TL;DR: To handle large integers in FHE, a common approach is to decompose an integer into several small pieces, called digits, and perform computations based on them. One such approach is the radix-based approach, which decomposes a large integer into digits in base $B$ and carries out arithmetic on those digits via polynomial operations. However, after arithmetic operations, the resulting representation is no longer unique, which makes it difficult to directly perform non-arithmetic operations such as comparison or bitwise operations. The process of restoring such a disturbed digit representation back to its unique form is commonly called digit carry, and this step inherently requires non-arithmetic processing.

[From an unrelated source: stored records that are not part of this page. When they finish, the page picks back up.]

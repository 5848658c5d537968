//! Registration draft entity staged while a contact address is unverified.

use chrono::{DateTime, Utc};
use serde::{Deserialize, Serialize};
use std::fmt;

use super::verification_session::VerificationSession;

/// Registration details as submitted by the claimant.
///
/// Carries the plaintext secret and therefore never leaves memory: it is
/// not serializable, and its `Debug` output redacts the password.
#[derive(Clone)]
pub struct NewRegistration {
    /// Display name for the new account
    pub full_name: String,

    /// Email address, if provided
    pub email: Option<String>,

    /// Phone number, if provided
    pub phone: Option<String>,

    /// Plaintext password; hashed before anything is stored
    pub password: String,
}

impl fmt::Debug for NewRegistration {
    fn fmt(&self, f: &mut fmt::Formatter<'_>) -> fmt::Result {
        f.debug_struct("NewRegistration")
            .field("full_name", &self.full_name)
            .field("email", &self.email)
            .field("phone", &self.phone)
            .field("password", &"<redacted>")
            .finish()
    }
}

/// The staged payload of a registration draft.
///
/// Closed schema; the password field holds a one-way hash, never the
/// plaintext secret.
#[derive(Debug, Clone, PartialEq, Eq, Serialize, Deserialize)]
pub struct DraftPayload {
    /// Display name for the new account
    pub full_name: String,

    /// Email address, if provided
    pub email: Option<String>,

    /// Phone number, if provided
    pub phone: Option<String>,

    /// One-way hash of the claimant's password
    pub password_hash: String,
}

/// A staged registration awaiting promotion into the durable user store.
#[derive(Debug, Clone, PartialEq, Eq, Serialize, Deserialize)]
pub struct RegistrationDraft {
    /// Contact address being verified (normalized)
    pub contact: String,

    /// Code of the session this draft is linked to
    pub code: String,

    /// The staged registration payload
    pub payload: DraftPayload,

    /// Timestamp when the draft was created
    pub created_at: DateTime<Utc>,

    /// Timestamp when the draft expires
    pub expires_at: DateTime<Utc>,
}

impl RegistrationDraft {
    /// Creates a draft linked to `session`, sharing its clock origin so the
    /// two records expire together.
    pub fn linked_to(session: &VerificationSession, payload: DraftPayload) -> Self {
        Self {
            contact: session.contact.clone(),
            code: session.code.clone(),
            payload,
            created_at: session.created_at,
            expires_at: session.expires_at,
        }
    }

    /// Storage key for a draft identified by (contact, code)
    pub fn key_for(contact: &str, code: &str) -> String {
        format!("registration:{}:{}", contact, code)
    }

    /// Storage key of this draft
    pub fn storage_key(&self) -> String {
        Self::key_for(&self.contact, &self.code)
    }

    /// Whether the draft is past its expiry instant
    pub fn is_expired(&self) -> bool {
        Utc::now() > self.expires_at
    }
}

#[cfg(test)]
mod tests {
    use super::*;
    use crate::domain::entities::verification_session::{DeliveryMethod, VerificationPurpose};

    fn sample_session() -> VerificationSession {
        VerificationSession::new(
            "john@example.com".to_string(),
            "123456".to_string(),
            VerificationPurpose::FinishRegistration,
            DeliveryMethod::Email,
            600,
            Some(RegistrationDraft::key_for("john@example.com", "123456")),
        )
    }

    fn sample_payload() -> DraftPayload {
        DraftPayload {
            full_name: "John".to_string(),
            email: Some("john@example.com".to_string()),
            phone: None,
            password_hash: "hashed::p@ss".to_string(),
        }
    }

    #[test]
    fn test_draft_shares_session_clock_origin() {
        let session = sample_session();
        let draft = RegistrationDraft::linked_to(&session, sample_payload());

        assert_eq!(draft.created_at, session.created_at);
        assert_eq!(draft.expires_at, session.expires_at);
        assert_eq!(Some(draft.storage_key()), session.linked_draft_key);
    }

    #[test]
    fn test_storage_key_layout() {
        assert_eq!(
            RegistrationDraft::key_for("john@example.com", "123456"),
            "registration:john@example.com:123456"
        );
    }

    #[test]
    fn test_new_registration_debug_redacts_password() {
        let registration = NewRegistration {
            full_name: "John".to_string(),
            email: Some("john@example.com".to_string()),
            phone: None,
            password: "p@ss".to_string(),
        };

        let debug = format!("{:?}", registration);
        assert!(!debug.contains("p@ss"));
        assert!(debug.contains("<redacted>"));
    }

    #[test]
    fn test_serialization_round_trip() {
        let draft = RegistrationDraft::linked_to(&sample_session(), sample_payload());
        let json = serde_json::to_string(&draft).unwrap();
        let parsed: RegistrationDraft = serde_json::from_str(&json).unwrap();
        assert_eq!(draft, parsed);
    }
}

In this post, we introduce a two-step homomorphic digit carry algorithm over CKKS. Our algorithm restores the digit representation to its unique form using $O(\log k)$ bootstrappings.



Introduction

Recently, the FHE community has shown growing interest in homomorphically evaluating integers of various sizes, ranging from machine-word-sized integers to RSA moduli. Surprisingly, 64-bit arithmetic appears quite simple from the plaintext perspective, much like multiplying two long long variables. In FHE, however, this is not straightforward, because the noise growth typically scales with the message size. Consequently, most existing approaches either maintain a sufficiently large gap between the message and the noise or decompose the message into smaller pieces and express the overall arithmetic through those pieces.

The radix-based approach represents a plaintext integer in base $B$. Once decomposed in this way, an integer can be viewed as a polynomial whose coefficients are its digits, and the original integer is recovered by evaluating that polynomial at $X=B$. As a result, arithmetic on radix-decomposed integers can naturally be carried out through polynomial arithmetic. The key advantage of this approach is that the digit representation still preserves much of the structure of the underlying integer. For example, to compare two integers, one can examine their digits sequentially from the most significant digit to the least significant one. In this sense, radix representations are highly flexible, since they leave room for extending arithmetic to non-arithmetic operations such as comparison.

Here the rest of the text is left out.